Los Angeles Times

Online drug sale probe expands

- By Stuart Pfeifer stuart.pfeifer@latimes.com

The investigat­ion into what authoritie­s say is an illicit drug-traffickin­g website known as Silk Road has broadened to Britain, where four men were arrested on suspicion of selling controlled substances.

The suspects, one in his 50s and the others in their 20s, were arrested last week, shortly after FBI agents arrested Ross William Ulbricht in San Francisco on suspicion of conspiracy to commit narcotics traffickin­g, computer hacking and money laundering.

Ulbricht, 29, who holds a bachelor’s degree in physics, is also accused of attempting to have two people killed in an effort to keep the online drug operation afloat.

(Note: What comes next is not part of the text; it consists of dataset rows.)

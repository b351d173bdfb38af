//! Lookup of a factory able to process a provider.

use std::sync::Arc;

use store_params::RawParameters;
use tracing::{debug, info, warn};
use url::Url;

use crate::error::{StoreError, StoreResult};
use crate::factory::{GraphicStore, GraphicStoreFactory};

/// Ordered registry of graphic-store factories.
///
/// Factories are tried in registration order; the first available factory
/// that can process the provider wins.
#[derive(Default, Clone)]
pub struct FactoryFinder {
    factories: Vec<Arc<dyn GraphicStoreFactory>>,
}

impl FactoryFinder {
    pub fn new() -> Self {
        Self::default()
    }

    pub fn register(&mut self, factory: Arc<dyn GraphicStoreFactory>) -> &mut Self {
        debug!(factory = %factory.display_name(), "Registered graphic-store factory");
        self.factories.push(factory);
        self
    }

    /// Builder form of [`register`](Self::register).
    pub fn with(mut self, factory: Arc<dyn GraphicStoreFactory>) -> Self {
        self.register(factory);
        self
    }

    /// Every registered factory, available or not.
    pub fn factories(&self) -> &[Arc<dyn GraphicStoreFactory>] {
        &self.factories
    }

    pub fn available(&self) -> impl Iterator<Item = &Arc<dyn GraphicStoreFactory>> {
        self.factories.iter().filter(|f| f.is_available())
    }

    /// First available factory that can process `provider` with `params`.
    pub fn find(
        &self,
        provider: &Url,
        params: &RawParameters,
    ) -> Option<&Arc<dyn GraphicStoreFactory>> {
        self.available().find(|f| f.can_process(provider, params))
    }

    /// Find a factory and create a store with it.
    pub async fn create(
        &self,
        provider: &Url,
        params: &RawParameters,
    ) -> StoreResult<Arc<dyn GraphicStore>> {
        let Some(factory) = self.find(provider, params) else {
            warn!(
                provider = %provider,
                registered = self.factories.len(),
                "No graphic-store factory can process provider"
            );
            return Err(StoreError::NoFactory(provider.to_string()));
        };

        info!(factory = %factory.display_name(), provider = %provider, "Creating graphic store");
        factory.create_graphic_store(provider, params).await
    }
}

impl std::fmt::Debug for FactoryFinder {
    fn fmt(&self, f: &mut std::fmt::Formatter<'_>) -> std::fmt::Result {
        let names: Vec<&str> = self.factories.iter().map(|f| f.display_name()).collect();
        f.debug_struct("FactoryFinder").field("factories", &names).finish()
    }
}
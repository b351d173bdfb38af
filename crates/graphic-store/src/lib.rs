//! Graphic-store factories and the lookup that picks one for a provider.
//!
//! A [`GraphicStoreFactory`] declares the parameters it accepts as a
//! [`ParameterSet`](store_params::ParameterSet), answers whether it can
//! process a provider URL plus raw parameters, and creates stores.
//! [`FactoryFinder`] tries registered factories in order.
//!
//! # Example
//!
//! ```rust,no_run
//! use std::sync::Arc;
//!
//! use graphic_store::{FactoryFinder, GraphicStore, MemoryStoreFactory};
//! use store_params::RawParameters;
//! use url::Url;
//!
//! #[tokio::main]
//! async fn main() -> Result<(), Box<dyn std::error::Error>> {
//!     let finder = FactoryFinder::new().with(Arc::new(MemoryStoreFactory::new()?));
//!     let raw = RawParameters::from_pairs([("user", "gis"), ("password", "s3cret")]);
//!     let store = finder.create(&Url::parse("memory:symbols")?, &raw).await?;
//!     println!("{}", store.display_name());
//!     Ok(())
//! }
//! ```

pub mod error;
pub mod factory;
pub mod finder;
pub mod memory;

pub use error::{StoreError, StoreResult};
pub use factory::{password_param, username_param, GraphicStore, GraphicStoreFactory, PASSWORD, USERNAME};
pub use finder::FactoryFinder;
pub use memory::{MemoryGraphicStore, MemoryStoreFactory};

Silk Road, which required users to install software that concealed their identities and locations to make it difficult for authoritie­s to identify them, connected drug dealers with customers, using the Bitcoin online currency. Customers received their orders by mail, prosecutor­s said.

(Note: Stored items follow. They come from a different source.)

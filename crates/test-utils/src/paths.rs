//! Path utilities for test data and temporary definition files.

use std::path::PathBuf;

/// Returns the workspace root directory.
///
/// Derived from this crate's manifest directory (`crates/test-utils`).
pub fn workspace_root() -> PathBuf {
    let manifest_dir = env!("CARGO_MANIFEST_DIR");
    PathBuf::from(manifest_dir)
        .parent() // crates/
        .and_then(|p| p.parent()) // workspace root
        .map(|p| p.to_path_buf())
        .unwrap_or_else(|| PathBuf::from(manifest_dir))
}

/// Returns the path to `services/{service_name}/testdata/`.
pub fn service_testdata_dir(service_name: &str) -> PathBuf {
    workspace_root()
        .join("services")
        .join(service_name)
        .join("testdata")
}

/// Creates a temporary directory for test output.
///
/// The directory is removed when the returned `TempDir` is dropped.
pub fn temp_test_dir() -> tempfile::TempDir {
    tempfile::Builder::new()
        .prefix("store_params_test_")
        .tempdir()
        .expect("Failed to create temporary test directory")
}

/// Writes `content` to `name` inside a fresh temporary directory.
///
/// Keep the returned `TempDir` alive for as long as the file is needed.
pub fn write_temp_file(name: &str, content: &str) -> (tempfile::TempDir, PathBuf) {
    let dir = temp_test_dir();
    let path = dir.path().join(name);
    std::fs::write(&path, content).expect("Failed to write temporary test file");
    (dir, path)
}
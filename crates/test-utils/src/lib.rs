//! Shared test utilities for the graphic-store workspace.
//!
//! This crate provides common testing infrastructure including:
//! - Parameter-set and raw-input fixtures
//! - Definition files used by the `param-check` tests
//! - Assertion macros for lookup outcomes
//!
//! # Usage
//!
//! Add to your crate's `Cargo.toml`:
//!
//! ```toml
//! [dev-dependencies]
//! test-utils = { path = "../test-utils" }
//! ```
//!
//! Then import in your tests:
//!
//! ```ignore
//! use test_utils::{assert_param_error, fixtures};
//! ```

pub mod fixtures;
pub mod paths;

pub use fixtures::*;
pub use paths::*;

#[doc(hidden)]
pub use store_params;

/// Assert that a lookup result is an error of the given `ParameterError` variant.
///
/// # Usage
///
/// ```ignore
/// use test_utils::assert_param_error;
///
/// let result = descriptor.lookup(&raw);
/// assert_param_error!(result, MissingRequiredParameter);
/// ```
#[macro_export]
macro_rules! assert_param_error {
    ($result:expr, $variant:ident) => {{
        match $result {
            Err($crate::store_params::ParameterError::$variant { .. }) => {}
            other => panic!(
                "assertion failed: expected Err({}), got {:?}",
                stringify!($variant),
                other
            ),
        }
    }};
}

/// Assert that a lookup result is the "absent" outcome (`Ok(None)`).
#[macro_export]
macro_rules! assert_absent {
    ($result:expr) => {{
        match $result {
            Ok(None) => {}
            other => panic!("assertion failed: expected Ok(None), got {:?}", other),
        }
    }};
}
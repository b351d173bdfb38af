//! The JSON document printed by `param-check`.

use anyhow::Result;
use serde::Serialize;
use store_params::{ParameterSet, RawParameters, ValidationReport};

/// Output layout for the report.
#[derive(Debug, Clone, Copy, Default, PartialEq, Eq, clap::ValueEnum)]
pub enum OutputFormat {
    /// Single-line JSON.
    Json,
    /// Indented JSON.
    #[default]
    Pretty,
}

/// Validation result for one definition and one input.
#[derive(Debug, Serialize)]
pub struct CheckReport {
    #[serde(skip_serializing_if = "Option::is_none")]
    pub definition: Option<String>,
    #[serde(flatten)]
    pub report: ValidationReport,
    /// Input keys the definition does not declare.
    #[serde(skip_serializing_if = "Vec::is_empty")]
    pub unrecognized: Vec<String>,
}

impl CheckReport {
    pub fn new(set: &ParameterSet, raw: &RawParameters) -> Self {
        Self {
            definition: set.name().map(str::to_string),
            report: set.validate(raw),
            unrecognized: set.unrecognized(raw).into_iter().map(str::to_string).collect(),
        }
    }

    pub fn is_valid(&self) -> bool {
        self.report.is_valid()
    }

    pub fn render(&self, format: OutputFormat) -> Result<String> {
        let rendered = match format {
            OutputFormat::Json => serde_json::to_string(self)?,
            OutputFormat::Pretty => serde_json::to_string_pretty(self)?,
        };
        Ok(rendered)
    }
}

#[cfg(test)]
mod tests {
    use super::*;
    use store_params::{ParameterDescriptor, ValueKind};

    fn set() -> ParameterSet {
        ParameterSet::builder()
            .name("demo")
            .param(ParameterDescriptor::new("user"))
            .param(ParameterDescriptor::of("port", ValueKind::Integer).optional())
            .build()
            .unwrap()
    }

    #[test]
    fn test_valid_report() {
        let raw = RawParameters::from_pairs([("user", "gis"), ("port", "8080")]);
        let report = CheckReport::new(&set(), &raw);
        assert!(report.is_valid());

        let json: serde_json::Value =
            serde_json::from_str(&report.render(OutputFormat::Json).unwrap()).unwrap();
        assert_eq!(json["definition"], "demo");
        assert_eq!(json["valid"], true);
        assert_eq!(json["parameters"][1]["key"], "port");
        assert_eq!(json["parameters"][1]["status"], "present");
        assert_eq!(json["parameters"][1]["value"], 8080);
        assert!(json.get("unrecognized").is_none());
    }

    #[test]
    fn test_invalid_report_lists_unrecognized() {
        let raw = RawParameters::from_pairs([("port", "abc"), ("layers", "temp")]);
        let report = CheckReport::new(&set(), &raw);
        assert!(!report.is_valid());

        let json: serde_json::Value =
            serde_json::from_str(&report.render(OutputFormat::Pretty).unwrap()).unwrap();
        assert_eq!(json["valid"], false);
        assert_eq!(json["parameters"][0]["status"], "error");
        assert_eq!(json["parameters"][0]["code"], "MissingParameterValue");
        assert_eq!(json["parameters"][1]["code"], "InvalidParameterValue");
        assert_eq!(json["unrecognized"][0], "layers");
    }

    #[test]
    fn test_pretty_is_indented() {
        let raw = RawParameters::from_pairs([("user", "gis")]);
        let rendered = CheckReport::new(&set(), &raw)
            .render(OutputFormat::Pretty)
            .unwrap();
        assert!(rendered.contains("\n  "));
    }
}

The site generated about $1.2 billion in sales of heroin, cocaine, ecstasy, marijuana and other illegal substances in less than three years, with Silk Road’s operators earning $80 million in commission­s, an FBI agent said in an affidavit filed in support of Ulbricht’s arrest.

Britain’s National Crime Agency made the four arrests hours after Ulbricht was arrested while using a computer in a San Francisco library.

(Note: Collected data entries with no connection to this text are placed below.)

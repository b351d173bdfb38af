//! Well-known coordinate reference system codes accepted as parameter values.

use serde::{Deserialize, Serialize};
use std::fmt;
use std::str::FromStr;

/// CRS codes a graphic store can be asked to serve.
#[derive(Debug, Clone, Copy, PartialEq, Eq, Hash, Serialize, Deserialize)]
pub enum CrsCode {
    /// WGS84 Geographic (lat/lon in degrees)
    Epsg4326,
    /// Web Mercator (meters)
    Epsg3857,
    /// NAD83 Geographic
    Epsg4269,
    /// Albers Equal Area (CONUS)
    Epsg5070,
    /// Polar Stereographic North
    Epsg3413,
    /// Polar Stereographic South
    Epsg3031,
}

impl CrsCode {
    /// Parse a CRS identifier.
    ///
    /// Accepts formats like:
    /// - "EPSG:4326"
    /// - "epsg:4326"
    /// - "CRS:84" (same datum as EPSG:4326)
    /// - "EPSG:900913" (legacy Web Mercator alias)
    pub fn parse(s: &str) -> Result<Self, CrsParseError> {
        let normalized = s.to_uppercase();

        match normalized.as_str() {
            "EPSG:4326" | "CRS:84" => Ok(CrsCode::Epsg4326),
            "EPSG:3857" | "EPSG:900913" => Ok(CrsCode::Epsg3857),
            "EPSG:4269" => Ok(CrsCode::Epsg4269),
            "EPSG:5070" => Ok(CrsCode::Epsg5070),
            "EPSG:3413" => Ok(CrsCode::Epsg3413),
            "EPSG:3031" => Ok(CrsCode::Epsg3031),
            _ => Err(CrsParseError::UnsupportedCrs(s.to_string())),
        }
    }

    /// Check if this is a geographic (lat/lon) CRS.
    pub fn is_geographic(&self) -> bool {
        matches!(self, CrsCode::Epsg4326 | CrsCode::Epsg4269)
    }
}

impl FromStr for CrsCode {
    type Err = CrsParseError;

    fn from_str(s: &str) -> Result<Self, Self::Err> {
        Self::parse(s)
    }
}

impl fmt::Display for CrsCode {
    fn fmt(&self, f: &mut fmt::Formatter<'_>) -> fmt::Result {
        let code = match self {
            CrsCode::Epsg4326 => "EPSG:4326",
            CrsCode::Epsg3857 => "EPSG:3857",
            CrsCode::Epsg4269 => "EPSG:4269",
            CrsCode::Epsg5070 => "EPSG:5070",
            CrsCode::Epsg3413 => "EPSG:3413",
            CrsCode::Epsg3031 => "EPSG:3031",
        };
        write!(f, "{}", code)
    }
}

#[derive(Debug, Clone, PartialEq, Eq, thiserror::Error)]
pub enum CrsParseError {
    #[error("Unsupported CRS: {0}")]
    UnsupportedCrs(String),
}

“These arrests send a clear message to criminals,” Keith Bristow, the NCA’s director general, said in a statement, according to Bloomberg News. “The hidden Internet isn’t hidden and your anonymous activity isn’t anonymous. We know where you are, what you are doing and we will catch you.”

Ulbricht, whose attorney said he denies all charges, is scheduled to appear in court Wednesday for a bail hearing.